═══ Exercise data

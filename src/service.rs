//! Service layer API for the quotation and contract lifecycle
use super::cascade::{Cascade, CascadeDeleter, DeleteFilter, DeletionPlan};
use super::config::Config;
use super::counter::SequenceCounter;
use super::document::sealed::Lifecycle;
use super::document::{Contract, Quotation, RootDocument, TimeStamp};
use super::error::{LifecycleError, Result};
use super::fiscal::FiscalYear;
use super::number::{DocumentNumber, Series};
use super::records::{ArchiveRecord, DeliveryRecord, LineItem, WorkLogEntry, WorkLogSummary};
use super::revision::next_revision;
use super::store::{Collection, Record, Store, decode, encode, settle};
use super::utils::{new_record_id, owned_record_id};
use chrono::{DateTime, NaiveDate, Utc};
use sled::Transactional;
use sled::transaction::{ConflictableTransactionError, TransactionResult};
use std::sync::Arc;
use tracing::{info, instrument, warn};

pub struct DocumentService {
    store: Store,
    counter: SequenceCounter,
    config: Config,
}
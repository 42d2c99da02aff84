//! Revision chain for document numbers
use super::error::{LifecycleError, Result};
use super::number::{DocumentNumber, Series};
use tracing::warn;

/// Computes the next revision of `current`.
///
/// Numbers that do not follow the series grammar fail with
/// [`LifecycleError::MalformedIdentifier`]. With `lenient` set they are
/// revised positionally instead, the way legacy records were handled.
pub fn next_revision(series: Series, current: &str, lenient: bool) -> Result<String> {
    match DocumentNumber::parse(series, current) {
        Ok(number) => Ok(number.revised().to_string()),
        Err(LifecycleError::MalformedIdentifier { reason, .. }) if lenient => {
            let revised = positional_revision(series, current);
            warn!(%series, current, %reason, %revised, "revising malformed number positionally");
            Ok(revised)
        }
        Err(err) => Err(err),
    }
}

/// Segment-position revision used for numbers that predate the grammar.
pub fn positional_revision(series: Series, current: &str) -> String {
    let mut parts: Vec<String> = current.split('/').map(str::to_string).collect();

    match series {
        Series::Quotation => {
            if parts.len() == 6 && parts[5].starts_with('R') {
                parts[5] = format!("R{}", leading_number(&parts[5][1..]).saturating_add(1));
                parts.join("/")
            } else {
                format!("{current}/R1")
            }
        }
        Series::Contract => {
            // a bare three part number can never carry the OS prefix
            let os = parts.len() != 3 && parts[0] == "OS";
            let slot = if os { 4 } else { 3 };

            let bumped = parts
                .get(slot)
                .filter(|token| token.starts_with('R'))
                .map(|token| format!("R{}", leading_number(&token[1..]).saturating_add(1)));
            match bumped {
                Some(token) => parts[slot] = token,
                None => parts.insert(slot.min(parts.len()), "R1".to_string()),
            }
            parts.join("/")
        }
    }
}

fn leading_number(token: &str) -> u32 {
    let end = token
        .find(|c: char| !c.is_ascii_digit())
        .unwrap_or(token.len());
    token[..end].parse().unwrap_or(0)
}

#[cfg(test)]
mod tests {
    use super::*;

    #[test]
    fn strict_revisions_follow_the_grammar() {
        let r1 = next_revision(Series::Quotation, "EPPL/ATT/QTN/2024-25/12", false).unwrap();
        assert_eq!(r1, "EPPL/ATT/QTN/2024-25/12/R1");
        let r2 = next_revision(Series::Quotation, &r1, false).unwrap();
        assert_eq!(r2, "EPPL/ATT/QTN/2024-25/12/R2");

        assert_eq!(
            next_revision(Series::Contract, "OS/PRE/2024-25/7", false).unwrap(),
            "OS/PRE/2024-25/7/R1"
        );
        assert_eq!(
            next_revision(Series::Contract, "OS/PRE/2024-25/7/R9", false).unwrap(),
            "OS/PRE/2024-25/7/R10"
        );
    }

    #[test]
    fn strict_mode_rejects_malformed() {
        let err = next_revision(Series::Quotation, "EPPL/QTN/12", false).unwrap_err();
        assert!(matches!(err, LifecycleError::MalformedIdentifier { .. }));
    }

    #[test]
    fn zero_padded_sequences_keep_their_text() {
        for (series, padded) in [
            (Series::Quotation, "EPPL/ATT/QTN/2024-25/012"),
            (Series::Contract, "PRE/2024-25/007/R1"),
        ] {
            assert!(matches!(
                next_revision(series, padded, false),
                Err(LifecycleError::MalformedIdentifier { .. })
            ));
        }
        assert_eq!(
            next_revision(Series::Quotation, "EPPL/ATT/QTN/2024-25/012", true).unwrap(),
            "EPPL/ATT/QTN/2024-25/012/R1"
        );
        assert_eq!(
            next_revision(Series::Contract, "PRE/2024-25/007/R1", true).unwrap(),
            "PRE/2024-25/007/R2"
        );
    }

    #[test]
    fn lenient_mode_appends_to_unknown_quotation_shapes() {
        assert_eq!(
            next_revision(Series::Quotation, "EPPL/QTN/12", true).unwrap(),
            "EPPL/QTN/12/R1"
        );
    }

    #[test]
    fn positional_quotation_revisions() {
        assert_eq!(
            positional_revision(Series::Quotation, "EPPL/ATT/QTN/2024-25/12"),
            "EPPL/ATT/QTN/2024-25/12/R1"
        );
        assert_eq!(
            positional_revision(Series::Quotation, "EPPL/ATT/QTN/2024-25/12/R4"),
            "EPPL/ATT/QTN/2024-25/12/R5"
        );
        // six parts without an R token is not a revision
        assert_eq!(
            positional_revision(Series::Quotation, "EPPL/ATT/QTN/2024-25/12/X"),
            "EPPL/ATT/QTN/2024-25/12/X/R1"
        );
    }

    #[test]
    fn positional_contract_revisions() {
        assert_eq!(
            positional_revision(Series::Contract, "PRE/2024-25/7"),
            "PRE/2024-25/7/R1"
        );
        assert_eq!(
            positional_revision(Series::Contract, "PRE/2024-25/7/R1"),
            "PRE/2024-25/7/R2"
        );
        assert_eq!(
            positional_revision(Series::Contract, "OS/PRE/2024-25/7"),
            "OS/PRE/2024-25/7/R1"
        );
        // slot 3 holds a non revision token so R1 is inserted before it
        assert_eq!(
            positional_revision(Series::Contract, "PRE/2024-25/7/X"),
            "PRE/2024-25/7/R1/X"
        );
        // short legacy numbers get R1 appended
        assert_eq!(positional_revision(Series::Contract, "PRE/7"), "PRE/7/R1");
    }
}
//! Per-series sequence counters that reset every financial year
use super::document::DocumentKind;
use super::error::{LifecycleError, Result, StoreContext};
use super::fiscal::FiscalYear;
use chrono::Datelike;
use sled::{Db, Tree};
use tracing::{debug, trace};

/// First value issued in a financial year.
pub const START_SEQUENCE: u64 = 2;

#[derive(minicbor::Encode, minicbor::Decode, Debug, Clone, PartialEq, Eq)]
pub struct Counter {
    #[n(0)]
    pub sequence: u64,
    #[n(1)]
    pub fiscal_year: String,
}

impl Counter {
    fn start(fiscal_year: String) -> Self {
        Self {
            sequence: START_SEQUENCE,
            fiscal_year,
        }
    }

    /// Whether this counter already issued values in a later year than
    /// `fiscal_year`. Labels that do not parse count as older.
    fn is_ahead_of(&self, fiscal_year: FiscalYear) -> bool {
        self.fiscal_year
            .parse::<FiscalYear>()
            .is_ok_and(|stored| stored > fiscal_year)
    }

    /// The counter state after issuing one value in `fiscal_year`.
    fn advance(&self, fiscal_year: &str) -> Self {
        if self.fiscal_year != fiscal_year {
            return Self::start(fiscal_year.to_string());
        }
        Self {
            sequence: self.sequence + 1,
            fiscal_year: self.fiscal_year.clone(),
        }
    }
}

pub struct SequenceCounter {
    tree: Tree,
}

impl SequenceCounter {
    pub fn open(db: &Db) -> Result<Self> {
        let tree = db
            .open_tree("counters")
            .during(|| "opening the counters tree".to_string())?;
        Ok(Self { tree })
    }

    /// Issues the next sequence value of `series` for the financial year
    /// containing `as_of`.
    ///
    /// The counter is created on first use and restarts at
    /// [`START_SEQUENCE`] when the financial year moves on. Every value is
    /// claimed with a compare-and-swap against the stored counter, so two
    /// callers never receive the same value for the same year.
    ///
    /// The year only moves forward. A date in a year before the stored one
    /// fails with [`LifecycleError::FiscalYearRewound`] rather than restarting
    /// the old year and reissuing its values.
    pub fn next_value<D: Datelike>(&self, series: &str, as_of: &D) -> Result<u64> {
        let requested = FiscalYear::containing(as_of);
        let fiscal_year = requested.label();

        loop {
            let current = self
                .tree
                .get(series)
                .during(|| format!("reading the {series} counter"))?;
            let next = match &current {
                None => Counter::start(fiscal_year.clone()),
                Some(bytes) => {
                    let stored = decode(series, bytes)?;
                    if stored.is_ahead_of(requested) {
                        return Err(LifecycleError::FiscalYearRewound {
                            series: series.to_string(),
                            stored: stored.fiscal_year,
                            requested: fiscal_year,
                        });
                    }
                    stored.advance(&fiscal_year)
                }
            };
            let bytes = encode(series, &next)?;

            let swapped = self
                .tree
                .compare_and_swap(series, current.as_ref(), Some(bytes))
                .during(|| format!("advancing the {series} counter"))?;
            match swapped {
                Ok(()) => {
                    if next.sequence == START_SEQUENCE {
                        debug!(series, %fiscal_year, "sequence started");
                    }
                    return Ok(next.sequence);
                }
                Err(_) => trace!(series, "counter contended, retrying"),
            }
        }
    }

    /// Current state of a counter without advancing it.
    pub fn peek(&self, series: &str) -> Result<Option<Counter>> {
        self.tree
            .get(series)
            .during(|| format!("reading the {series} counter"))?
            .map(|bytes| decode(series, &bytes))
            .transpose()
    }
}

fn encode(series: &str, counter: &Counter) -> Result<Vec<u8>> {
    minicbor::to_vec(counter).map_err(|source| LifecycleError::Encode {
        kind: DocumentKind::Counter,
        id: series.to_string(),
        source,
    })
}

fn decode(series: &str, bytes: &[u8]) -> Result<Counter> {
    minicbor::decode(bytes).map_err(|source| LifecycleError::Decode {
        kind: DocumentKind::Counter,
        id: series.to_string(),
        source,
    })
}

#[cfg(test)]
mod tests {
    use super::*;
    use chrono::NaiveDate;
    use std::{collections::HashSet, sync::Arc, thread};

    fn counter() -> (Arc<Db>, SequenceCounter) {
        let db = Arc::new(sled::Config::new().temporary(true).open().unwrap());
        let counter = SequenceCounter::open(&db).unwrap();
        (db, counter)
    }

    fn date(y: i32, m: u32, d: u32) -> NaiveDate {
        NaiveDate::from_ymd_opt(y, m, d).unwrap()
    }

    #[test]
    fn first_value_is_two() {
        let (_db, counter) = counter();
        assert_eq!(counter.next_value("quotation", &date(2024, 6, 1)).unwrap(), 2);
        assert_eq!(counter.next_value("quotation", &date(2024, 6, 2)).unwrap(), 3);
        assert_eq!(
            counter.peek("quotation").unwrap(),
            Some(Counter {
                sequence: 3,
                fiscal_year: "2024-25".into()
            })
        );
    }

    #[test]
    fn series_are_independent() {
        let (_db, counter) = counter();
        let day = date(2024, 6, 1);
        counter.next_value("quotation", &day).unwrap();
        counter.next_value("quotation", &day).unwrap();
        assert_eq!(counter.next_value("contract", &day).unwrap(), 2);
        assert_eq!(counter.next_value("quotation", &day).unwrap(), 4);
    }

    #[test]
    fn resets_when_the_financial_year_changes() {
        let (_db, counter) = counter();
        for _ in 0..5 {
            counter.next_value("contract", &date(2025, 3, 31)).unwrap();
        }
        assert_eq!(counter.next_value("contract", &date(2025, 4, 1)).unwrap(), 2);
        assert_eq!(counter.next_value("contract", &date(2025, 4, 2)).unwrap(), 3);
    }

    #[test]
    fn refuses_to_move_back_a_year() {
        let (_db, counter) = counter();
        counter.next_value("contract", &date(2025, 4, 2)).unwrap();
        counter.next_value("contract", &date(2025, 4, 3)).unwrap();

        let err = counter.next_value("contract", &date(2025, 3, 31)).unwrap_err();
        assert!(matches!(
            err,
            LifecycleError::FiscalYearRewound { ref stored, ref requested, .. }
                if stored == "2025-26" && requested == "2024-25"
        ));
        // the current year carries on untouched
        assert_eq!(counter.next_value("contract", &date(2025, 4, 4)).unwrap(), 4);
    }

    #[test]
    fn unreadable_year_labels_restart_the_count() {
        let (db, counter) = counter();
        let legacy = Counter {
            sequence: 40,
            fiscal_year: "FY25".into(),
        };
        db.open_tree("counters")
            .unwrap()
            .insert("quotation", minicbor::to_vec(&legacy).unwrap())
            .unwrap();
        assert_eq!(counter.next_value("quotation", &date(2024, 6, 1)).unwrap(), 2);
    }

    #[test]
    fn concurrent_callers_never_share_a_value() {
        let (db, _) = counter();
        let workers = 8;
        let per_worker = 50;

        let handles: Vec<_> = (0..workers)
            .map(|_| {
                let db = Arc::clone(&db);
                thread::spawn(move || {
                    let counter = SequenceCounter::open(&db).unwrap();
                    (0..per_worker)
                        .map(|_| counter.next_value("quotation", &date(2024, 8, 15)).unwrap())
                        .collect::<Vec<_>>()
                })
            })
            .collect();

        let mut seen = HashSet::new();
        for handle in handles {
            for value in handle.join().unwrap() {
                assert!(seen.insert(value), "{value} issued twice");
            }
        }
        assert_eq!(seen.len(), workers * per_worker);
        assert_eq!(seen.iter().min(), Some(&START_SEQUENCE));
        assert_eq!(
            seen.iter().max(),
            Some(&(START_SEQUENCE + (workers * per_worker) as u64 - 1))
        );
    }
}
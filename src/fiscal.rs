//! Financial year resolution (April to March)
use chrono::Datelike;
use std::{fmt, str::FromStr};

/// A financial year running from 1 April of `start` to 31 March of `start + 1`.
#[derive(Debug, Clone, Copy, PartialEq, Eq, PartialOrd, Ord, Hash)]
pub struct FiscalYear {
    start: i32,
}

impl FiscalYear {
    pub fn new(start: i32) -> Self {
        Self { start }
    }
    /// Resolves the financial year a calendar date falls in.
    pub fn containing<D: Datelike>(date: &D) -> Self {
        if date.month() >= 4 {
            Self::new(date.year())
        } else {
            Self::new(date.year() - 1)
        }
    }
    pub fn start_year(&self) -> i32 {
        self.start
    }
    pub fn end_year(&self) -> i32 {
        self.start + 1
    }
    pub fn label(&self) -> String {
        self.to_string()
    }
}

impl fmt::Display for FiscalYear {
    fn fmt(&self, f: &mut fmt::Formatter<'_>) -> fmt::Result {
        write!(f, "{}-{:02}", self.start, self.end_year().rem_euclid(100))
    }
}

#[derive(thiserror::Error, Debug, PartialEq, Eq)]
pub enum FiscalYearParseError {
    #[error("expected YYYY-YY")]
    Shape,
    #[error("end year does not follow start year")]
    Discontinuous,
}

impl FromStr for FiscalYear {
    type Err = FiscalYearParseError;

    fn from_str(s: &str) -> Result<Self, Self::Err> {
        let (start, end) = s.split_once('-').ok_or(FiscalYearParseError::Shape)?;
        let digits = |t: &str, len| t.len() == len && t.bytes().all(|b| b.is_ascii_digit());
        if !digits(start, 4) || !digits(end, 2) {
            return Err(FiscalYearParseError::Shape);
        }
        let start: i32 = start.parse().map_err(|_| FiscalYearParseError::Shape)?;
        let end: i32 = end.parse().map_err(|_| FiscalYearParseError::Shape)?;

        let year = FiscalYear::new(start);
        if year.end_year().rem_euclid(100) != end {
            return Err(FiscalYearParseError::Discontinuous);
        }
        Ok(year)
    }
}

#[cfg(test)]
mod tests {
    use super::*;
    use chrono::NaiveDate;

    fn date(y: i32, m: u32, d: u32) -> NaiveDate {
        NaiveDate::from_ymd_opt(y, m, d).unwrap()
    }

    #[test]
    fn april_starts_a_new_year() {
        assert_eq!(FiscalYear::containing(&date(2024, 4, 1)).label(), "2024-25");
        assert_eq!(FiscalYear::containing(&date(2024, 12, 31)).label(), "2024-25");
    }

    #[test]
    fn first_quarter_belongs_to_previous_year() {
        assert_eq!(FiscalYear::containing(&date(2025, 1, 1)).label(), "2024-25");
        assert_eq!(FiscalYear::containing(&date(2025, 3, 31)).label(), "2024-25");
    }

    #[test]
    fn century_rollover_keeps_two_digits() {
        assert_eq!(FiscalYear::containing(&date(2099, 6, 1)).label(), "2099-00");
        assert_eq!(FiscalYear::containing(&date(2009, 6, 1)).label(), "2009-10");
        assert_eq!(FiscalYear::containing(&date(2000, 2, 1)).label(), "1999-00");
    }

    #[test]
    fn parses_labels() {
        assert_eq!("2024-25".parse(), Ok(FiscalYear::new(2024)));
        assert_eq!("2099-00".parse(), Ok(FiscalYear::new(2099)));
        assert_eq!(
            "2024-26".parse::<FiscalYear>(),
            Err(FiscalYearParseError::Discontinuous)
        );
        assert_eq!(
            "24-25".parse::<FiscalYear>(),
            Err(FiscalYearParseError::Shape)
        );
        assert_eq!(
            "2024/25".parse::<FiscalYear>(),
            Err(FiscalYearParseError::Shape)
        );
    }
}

══════

→ **Exercise details**
Lines that include the word "Datelike" are to be extracted from the data above.

→ **Answer box**
use chrono::Datelike;
    pub fn next_value<D: Datelike>(&self, series: &str, as_of: &D) -> Result<u64> {
use chrono::Datelike;
    pub fn containing<D: Datelike>(date: &D) -> Self {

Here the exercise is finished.